Information provided:
mod config;
mod touch;

use esp_hal::{
    delay::Delay,
    gpio::{Input, InputConfig, Level, Output, OutputConfig, Pull},
    i2c::master::{Config as I2cConfig, I2c, SoftwareTimeout},
    time::{Duration as HalDuration, Rate},
    timer::timg::TimerGroup,
};
use static_cell::StaticCell;
use tsp_runtime::{bus::I2cTouchBus, device::TouchDevice, events::ChannelSink, platform::PinPlatform};

use self::{
    config::{TOUCH_CONFIG, TOUCH_EVENTS, TOUCH_I2C_ADDRESS, TOUCH_I2C_KHZ, TOUCH_I2C_TIMEOUT_MS},
    touch::Touch,
};

static TOUCH_DEVICE: StaticCell<Touch> = StaticCell::new();

pub(crate) fn run() -> ! {
    esp_println::logger::init_logger_from_env();

    let peripherals = esp_hal::init(esp_hal::Config::default());
    let timg0 = TimerGroup::new(peripherals.TIMG0);
    esp_rtos::start(timg0.timer0);

    let i2c_cfg = I2cConfig::default()
        .with_frequency(Rate::from_khz(TOUCH_I2C_KHZ))
        .with_software_timeout(SoftwareTimeout::Transaction(HalDuration::from_millis(
            TOUCH_I2C_TIMEOUT_MS,
        )));
    let i2c = match I2c::new(peripherals.I2C0, i2c_cfg) {
        Ok(i2c) => i2c
            .with_sda(peripherals.GPIO21)
            .with_scl(peripherals.GPIO22),
        Err(_) => halt_forever(),
    };

    let touch_power = Output::new(peripherals.GPIO4, Level::Low, OutputConfig::default());
    let touch_irq = Input::new(
        peripherals.GPIO36,
        InputConfig::default().with_pull(Pull::None),
    );

    let device: &'static Touch = TOUCH_DEVICE.init(TouchDevice::new(
        TOUCH_CONFIG,
        I2cTouchBus::new(i2c, TOUCH_I2C_ADDRESS),
        PinPlatform::new(touch_power, Delay::new()),
        ChannelSink::new(TOUCH_EVENTS.sender()),
    ));

    let mut executor = esp_rtos::embassy::Executor::new();
    let executor = unsafe { make_static(&mut executor) };
    executor.run(move |spawner| {
        spawner.must_spawn(touch::touch_irq_task(device, touch_irq));
        spawner.must_spawn(touch::touch_timer_task(device));
        spawner.must_spawn(touch::touch_idle_check_task(device));
        spawner.must_spawn(touch::touch_reset_task(device));
        spawner.must_spawn(touch::touch_status_task(device));
        spawner.must_spawn(touch::touch_probe_task(device));
        spawner.must_spawn(touch::input_event_task());
    });
}

unsafe fn make_static<T>(value: &mut T) -> &'static mut T {
    unsafe { core::mem::transmute(value) }
}

fn halt_forever() -> ! {
    loop {
        core::hint::spin_loop();
    }
}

Exercise: Print exactly, and only, the lines from the line containing "let mut executor" through the final line of the records, both included.

Exercise output:
    let mut executor = esp_rtos::embassy::Executor::new();
    let executor = unsafe { make_static(&mut executor) };
    executor.run(move |spawner| {
        spawner.must_spawn(touch::touch_irq_task(device, touch_irq));
        spawner.must_spawn(touch::touch_timer_task(device));
        spawner.must_spawn(touch::touch_idle_check_task(device));
        spawner.must_spawn(touch::touch_reset_task(device));
        spawner.must_spawn(touch::touch_status_task(device));
        spawner.must_spawn(touch::touch_probe_task(device));
        spawner.must_spawn(touch::input_event_task());
    });
}

unsafe fn make_static<T>(value: &mut T) -> &'static mut T {
    unsafe { core::mem::transmute(value) }
}

fn halt_forever() -> ! {
    loop {
        core::hint::spin_loop();
    }
}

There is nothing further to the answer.